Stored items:
-------
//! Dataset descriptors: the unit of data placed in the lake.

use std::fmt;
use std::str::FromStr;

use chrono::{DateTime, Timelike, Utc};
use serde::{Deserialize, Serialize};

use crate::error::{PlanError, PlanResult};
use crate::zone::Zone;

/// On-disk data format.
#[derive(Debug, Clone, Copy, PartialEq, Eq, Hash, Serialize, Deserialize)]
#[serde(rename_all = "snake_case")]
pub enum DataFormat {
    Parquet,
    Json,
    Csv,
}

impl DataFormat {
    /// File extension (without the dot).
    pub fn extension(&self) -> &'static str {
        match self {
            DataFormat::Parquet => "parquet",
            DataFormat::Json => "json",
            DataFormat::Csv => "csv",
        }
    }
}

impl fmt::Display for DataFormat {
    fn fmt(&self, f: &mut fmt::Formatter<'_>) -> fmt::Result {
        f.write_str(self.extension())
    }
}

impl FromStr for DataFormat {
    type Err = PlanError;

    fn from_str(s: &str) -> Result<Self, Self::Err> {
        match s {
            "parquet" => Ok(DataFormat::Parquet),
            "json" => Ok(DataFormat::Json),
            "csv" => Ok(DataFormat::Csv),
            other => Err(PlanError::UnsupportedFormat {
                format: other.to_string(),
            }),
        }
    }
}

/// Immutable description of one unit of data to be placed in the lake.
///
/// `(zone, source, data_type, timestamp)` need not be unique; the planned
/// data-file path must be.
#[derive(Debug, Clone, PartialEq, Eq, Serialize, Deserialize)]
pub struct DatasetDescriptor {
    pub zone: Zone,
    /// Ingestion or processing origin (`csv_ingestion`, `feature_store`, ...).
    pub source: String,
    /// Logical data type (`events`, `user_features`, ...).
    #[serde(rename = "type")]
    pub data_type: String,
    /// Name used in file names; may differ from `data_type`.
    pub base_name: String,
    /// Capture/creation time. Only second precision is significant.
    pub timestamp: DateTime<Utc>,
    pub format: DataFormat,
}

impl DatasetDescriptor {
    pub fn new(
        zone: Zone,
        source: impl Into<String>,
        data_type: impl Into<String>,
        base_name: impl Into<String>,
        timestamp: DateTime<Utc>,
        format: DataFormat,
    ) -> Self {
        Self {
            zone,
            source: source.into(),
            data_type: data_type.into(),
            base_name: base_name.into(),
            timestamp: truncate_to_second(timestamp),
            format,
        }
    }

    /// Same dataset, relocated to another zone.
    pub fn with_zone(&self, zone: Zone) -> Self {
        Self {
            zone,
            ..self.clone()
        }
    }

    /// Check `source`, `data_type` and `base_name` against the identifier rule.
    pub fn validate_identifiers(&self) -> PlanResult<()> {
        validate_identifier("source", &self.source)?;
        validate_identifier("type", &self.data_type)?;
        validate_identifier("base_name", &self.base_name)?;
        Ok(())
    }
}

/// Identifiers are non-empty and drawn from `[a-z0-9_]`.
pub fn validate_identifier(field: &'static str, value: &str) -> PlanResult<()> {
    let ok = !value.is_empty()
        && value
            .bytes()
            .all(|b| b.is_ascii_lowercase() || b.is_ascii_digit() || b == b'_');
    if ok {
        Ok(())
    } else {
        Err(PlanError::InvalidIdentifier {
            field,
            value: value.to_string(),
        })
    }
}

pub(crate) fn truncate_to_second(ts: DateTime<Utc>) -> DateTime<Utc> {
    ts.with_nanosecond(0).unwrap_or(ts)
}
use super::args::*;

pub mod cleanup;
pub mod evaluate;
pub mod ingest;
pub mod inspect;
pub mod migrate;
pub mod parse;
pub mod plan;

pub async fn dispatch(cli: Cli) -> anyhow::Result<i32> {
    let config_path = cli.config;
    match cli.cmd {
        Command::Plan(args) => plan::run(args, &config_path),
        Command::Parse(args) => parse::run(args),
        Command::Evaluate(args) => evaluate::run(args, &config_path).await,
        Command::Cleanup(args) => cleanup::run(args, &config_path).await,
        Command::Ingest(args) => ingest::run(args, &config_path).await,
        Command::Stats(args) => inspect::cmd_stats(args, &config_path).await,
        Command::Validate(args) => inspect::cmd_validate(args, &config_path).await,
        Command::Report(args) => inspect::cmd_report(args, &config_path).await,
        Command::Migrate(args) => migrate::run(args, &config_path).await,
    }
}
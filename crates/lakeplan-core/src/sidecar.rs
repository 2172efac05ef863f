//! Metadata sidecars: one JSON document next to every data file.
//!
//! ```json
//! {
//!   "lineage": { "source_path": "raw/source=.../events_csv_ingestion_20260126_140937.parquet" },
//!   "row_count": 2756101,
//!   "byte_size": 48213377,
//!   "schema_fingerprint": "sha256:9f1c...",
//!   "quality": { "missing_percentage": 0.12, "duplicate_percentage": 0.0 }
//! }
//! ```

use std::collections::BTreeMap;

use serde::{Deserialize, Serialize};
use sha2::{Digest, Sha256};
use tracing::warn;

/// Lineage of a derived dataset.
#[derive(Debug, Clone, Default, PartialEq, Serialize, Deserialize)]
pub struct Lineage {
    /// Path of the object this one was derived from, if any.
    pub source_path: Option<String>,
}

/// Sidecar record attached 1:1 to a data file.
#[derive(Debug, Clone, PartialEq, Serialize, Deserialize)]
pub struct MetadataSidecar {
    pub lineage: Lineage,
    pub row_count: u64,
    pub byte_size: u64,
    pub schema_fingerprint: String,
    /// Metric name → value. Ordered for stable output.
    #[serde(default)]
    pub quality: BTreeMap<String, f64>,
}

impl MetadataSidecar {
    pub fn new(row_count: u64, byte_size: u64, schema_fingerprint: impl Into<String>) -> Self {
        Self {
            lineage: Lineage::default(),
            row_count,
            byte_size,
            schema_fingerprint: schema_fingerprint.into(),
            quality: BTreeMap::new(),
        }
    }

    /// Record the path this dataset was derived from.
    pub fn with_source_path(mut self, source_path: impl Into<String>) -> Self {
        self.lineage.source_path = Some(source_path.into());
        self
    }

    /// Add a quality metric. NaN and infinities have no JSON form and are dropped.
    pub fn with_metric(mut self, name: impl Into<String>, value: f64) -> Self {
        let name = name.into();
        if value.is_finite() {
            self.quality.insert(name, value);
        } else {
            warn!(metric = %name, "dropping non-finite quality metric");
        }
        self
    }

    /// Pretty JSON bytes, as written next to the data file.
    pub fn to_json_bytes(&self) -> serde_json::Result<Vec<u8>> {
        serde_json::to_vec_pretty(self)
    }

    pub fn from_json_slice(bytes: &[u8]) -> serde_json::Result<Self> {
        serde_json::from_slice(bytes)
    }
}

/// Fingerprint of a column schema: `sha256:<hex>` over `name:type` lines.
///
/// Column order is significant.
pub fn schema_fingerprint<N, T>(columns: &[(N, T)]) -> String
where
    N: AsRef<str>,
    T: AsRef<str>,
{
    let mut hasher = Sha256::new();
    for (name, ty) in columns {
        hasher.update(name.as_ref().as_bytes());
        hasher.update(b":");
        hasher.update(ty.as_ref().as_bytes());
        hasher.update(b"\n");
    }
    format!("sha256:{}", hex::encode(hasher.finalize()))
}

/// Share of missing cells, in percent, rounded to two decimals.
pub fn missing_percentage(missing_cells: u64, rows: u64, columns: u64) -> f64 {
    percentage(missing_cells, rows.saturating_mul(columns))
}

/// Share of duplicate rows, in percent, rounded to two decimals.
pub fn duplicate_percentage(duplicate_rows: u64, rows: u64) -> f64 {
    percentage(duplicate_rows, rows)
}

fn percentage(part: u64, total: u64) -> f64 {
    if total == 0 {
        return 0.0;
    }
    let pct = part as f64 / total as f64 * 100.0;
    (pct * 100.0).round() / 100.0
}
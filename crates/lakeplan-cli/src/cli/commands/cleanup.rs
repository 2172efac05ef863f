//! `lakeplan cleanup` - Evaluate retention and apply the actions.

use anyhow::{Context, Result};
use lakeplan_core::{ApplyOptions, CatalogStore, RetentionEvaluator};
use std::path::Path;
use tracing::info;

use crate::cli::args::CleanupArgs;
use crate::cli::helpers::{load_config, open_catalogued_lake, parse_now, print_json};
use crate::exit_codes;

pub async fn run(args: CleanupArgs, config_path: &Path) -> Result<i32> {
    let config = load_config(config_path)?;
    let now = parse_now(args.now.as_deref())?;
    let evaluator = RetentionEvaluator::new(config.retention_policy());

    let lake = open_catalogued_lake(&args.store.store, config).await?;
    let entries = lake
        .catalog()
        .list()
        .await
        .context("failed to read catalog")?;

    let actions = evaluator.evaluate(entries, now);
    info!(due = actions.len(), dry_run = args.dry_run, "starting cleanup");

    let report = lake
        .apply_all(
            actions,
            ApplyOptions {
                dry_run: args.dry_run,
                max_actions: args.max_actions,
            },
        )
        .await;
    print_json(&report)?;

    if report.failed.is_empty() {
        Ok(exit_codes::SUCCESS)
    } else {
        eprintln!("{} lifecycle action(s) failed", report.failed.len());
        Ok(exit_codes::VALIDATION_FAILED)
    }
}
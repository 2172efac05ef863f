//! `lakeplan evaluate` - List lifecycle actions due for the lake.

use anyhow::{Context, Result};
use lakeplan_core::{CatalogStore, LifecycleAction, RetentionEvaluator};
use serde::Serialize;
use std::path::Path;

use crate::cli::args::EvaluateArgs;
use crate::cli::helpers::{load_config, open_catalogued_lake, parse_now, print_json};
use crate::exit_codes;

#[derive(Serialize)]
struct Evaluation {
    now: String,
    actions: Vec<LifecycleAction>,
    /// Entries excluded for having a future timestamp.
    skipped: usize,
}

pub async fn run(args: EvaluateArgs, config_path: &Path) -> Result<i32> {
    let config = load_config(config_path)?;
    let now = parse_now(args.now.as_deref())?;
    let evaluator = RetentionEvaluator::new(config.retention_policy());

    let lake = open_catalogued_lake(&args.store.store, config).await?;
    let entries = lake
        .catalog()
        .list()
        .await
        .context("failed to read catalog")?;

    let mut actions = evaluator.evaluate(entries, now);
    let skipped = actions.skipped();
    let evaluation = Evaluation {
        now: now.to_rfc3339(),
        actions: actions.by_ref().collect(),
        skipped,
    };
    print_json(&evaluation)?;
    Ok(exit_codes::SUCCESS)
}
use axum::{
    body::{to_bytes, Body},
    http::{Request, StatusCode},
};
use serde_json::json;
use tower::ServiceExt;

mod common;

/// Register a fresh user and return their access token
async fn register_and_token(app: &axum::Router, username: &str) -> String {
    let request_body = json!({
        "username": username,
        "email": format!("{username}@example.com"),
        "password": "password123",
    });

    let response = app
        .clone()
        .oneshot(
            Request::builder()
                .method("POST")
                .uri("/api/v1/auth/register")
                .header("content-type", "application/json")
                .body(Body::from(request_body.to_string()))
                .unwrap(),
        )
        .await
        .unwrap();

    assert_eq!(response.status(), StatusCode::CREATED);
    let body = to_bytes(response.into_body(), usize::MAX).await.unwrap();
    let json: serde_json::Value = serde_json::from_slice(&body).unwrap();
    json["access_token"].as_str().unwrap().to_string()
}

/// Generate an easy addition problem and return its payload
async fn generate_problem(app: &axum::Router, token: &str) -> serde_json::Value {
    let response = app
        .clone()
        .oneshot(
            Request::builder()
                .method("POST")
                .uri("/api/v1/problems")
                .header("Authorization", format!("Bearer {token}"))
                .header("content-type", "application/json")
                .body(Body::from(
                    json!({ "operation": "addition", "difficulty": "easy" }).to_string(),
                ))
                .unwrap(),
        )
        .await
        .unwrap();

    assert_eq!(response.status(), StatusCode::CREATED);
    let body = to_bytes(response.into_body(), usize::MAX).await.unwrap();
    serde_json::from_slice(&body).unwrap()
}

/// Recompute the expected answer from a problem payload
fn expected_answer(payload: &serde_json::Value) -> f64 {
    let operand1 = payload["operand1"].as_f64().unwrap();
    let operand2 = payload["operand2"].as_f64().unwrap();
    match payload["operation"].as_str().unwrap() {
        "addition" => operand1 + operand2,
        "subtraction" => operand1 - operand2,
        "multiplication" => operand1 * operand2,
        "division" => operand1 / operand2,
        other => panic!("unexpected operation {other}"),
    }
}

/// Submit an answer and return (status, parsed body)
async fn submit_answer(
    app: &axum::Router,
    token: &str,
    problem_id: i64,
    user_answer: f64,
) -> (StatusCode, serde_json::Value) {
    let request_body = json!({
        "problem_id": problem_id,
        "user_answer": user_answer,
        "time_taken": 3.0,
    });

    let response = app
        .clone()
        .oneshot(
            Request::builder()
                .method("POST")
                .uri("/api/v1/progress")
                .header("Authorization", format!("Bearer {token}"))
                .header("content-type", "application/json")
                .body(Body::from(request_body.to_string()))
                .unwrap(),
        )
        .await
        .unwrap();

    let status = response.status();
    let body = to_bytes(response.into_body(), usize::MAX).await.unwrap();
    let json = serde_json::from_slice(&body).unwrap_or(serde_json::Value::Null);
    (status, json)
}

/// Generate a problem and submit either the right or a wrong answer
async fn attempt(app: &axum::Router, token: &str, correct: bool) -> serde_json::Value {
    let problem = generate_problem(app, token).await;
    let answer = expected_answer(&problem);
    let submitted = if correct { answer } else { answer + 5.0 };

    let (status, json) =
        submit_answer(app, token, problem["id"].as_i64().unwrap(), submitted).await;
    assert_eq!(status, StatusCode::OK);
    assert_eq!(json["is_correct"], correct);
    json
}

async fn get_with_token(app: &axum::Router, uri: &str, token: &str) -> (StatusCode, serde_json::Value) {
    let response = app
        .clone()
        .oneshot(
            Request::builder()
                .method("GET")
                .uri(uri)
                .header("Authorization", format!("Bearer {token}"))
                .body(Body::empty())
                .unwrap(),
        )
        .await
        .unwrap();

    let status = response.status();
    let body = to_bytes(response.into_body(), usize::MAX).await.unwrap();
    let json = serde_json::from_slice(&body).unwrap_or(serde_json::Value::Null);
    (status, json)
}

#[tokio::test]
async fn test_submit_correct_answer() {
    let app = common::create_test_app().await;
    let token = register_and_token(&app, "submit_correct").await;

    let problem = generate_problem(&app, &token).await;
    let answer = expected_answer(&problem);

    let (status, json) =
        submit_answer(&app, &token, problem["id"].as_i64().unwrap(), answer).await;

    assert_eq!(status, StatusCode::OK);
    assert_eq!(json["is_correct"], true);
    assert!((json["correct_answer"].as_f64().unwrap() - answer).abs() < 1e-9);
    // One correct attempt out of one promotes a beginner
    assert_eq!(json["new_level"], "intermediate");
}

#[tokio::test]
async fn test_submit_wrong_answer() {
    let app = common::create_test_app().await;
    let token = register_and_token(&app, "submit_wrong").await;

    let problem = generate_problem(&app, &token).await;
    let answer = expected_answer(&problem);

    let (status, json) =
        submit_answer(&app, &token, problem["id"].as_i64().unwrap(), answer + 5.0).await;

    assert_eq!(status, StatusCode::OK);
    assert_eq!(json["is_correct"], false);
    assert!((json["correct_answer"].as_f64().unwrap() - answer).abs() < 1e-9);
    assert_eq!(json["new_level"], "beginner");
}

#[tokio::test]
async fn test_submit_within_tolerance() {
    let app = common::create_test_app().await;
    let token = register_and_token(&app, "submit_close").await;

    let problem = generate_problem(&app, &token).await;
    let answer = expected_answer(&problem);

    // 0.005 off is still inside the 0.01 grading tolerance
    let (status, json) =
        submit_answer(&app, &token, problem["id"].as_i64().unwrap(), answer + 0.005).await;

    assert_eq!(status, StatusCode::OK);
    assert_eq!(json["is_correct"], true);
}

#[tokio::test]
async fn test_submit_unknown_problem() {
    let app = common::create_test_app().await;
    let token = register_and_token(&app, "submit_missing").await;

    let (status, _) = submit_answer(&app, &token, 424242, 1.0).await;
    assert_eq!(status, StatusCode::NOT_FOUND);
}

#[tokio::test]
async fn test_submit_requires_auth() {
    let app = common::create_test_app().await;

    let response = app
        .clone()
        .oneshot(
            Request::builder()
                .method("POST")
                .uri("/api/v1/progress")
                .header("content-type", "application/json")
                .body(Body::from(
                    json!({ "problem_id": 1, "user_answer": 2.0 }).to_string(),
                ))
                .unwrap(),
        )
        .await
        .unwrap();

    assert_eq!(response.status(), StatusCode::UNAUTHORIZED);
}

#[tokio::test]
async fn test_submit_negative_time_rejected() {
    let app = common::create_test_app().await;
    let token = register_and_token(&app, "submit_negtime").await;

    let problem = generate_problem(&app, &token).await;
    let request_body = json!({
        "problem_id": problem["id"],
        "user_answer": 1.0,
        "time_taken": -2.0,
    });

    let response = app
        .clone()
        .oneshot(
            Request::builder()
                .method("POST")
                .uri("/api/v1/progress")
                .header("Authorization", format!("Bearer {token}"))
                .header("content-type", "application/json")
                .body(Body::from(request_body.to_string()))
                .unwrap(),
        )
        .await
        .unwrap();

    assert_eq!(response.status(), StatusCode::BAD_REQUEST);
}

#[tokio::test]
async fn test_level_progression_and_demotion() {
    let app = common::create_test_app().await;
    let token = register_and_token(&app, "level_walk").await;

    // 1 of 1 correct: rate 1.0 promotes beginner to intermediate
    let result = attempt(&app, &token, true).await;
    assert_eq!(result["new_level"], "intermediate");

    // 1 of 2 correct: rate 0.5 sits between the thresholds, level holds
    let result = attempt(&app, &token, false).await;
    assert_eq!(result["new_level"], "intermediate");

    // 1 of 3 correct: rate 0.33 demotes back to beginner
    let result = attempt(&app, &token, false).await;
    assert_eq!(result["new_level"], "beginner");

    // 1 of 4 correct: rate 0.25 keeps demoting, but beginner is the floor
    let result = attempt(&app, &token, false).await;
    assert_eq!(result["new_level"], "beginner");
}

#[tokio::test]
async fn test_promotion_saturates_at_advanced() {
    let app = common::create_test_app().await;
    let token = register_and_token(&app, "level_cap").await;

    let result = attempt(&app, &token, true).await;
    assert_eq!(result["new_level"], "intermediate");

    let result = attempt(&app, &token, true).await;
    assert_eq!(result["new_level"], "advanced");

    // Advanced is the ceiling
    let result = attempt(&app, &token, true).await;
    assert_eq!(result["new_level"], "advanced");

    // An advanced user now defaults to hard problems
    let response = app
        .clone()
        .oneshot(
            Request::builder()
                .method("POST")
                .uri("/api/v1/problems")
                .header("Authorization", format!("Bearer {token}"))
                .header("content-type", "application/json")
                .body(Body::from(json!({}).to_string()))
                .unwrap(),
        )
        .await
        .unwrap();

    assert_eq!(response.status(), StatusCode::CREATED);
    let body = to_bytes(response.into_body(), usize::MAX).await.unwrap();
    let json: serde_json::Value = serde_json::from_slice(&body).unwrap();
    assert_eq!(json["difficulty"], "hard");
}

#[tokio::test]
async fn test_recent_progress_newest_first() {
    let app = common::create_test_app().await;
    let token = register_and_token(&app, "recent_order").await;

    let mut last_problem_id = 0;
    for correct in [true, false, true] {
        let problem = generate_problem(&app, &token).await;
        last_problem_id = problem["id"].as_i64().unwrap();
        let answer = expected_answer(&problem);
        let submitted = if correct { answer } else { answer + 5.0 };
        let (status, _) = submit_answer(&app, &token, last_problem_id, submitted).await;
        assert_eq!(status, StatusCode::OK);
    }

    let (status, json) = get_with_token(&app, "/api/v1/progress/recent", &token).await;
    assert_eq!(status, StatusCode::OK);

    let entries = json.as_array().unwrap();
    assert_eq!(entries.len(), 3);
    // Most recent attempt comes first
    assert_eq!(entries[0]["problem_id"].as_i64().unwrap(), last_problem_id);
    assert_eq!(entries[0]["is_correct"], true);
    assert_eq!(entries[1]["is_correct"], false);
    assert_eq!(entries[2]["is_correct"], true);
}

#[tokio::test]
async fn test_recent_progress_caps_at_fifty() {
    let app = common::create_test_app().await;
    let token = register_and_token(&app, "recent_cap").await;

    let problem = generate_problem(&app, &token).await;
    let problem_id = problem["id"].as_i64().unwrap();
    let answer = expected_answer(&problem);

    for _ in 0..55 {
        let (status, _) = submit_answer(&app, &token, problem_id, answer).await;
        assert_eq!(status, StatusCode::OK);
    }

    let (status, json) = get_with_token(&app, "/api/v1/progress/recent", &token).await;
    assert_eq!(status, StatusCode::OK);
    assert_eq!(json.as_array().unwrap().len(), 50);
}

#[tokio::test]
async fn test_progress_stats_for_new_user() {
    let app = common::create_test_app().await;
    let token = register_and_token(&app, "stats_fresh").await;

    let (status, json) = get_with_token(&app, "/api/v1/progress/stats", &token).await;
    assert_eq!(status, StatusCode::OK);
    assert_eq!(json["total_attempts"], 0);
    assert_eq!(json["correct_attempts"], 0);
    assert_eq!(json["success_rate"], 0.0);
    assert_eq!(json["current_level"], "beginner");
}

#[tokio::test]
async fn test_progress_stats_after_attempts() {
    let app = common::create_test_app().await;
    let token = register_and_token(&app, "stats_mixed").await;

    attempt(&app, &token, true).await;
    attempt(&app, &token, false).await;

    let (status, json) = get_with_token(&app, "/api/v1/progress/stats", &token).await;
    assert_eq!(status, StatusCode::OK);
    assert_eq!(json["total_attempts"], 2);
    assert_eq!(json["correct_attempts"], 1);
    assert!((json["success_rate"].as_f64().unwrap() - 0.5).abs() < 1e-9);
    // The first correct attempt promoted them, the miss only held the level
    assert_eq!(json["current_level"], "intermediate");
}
-------
Scan the lines above, and whenever one holds the string "addition", copy it.

/// Generate an easy addition problem and return its payload
                    json!({ "operation": "addition", "difficulty": "easy" }).to_string(),
        "addition" => operand1 + operand2,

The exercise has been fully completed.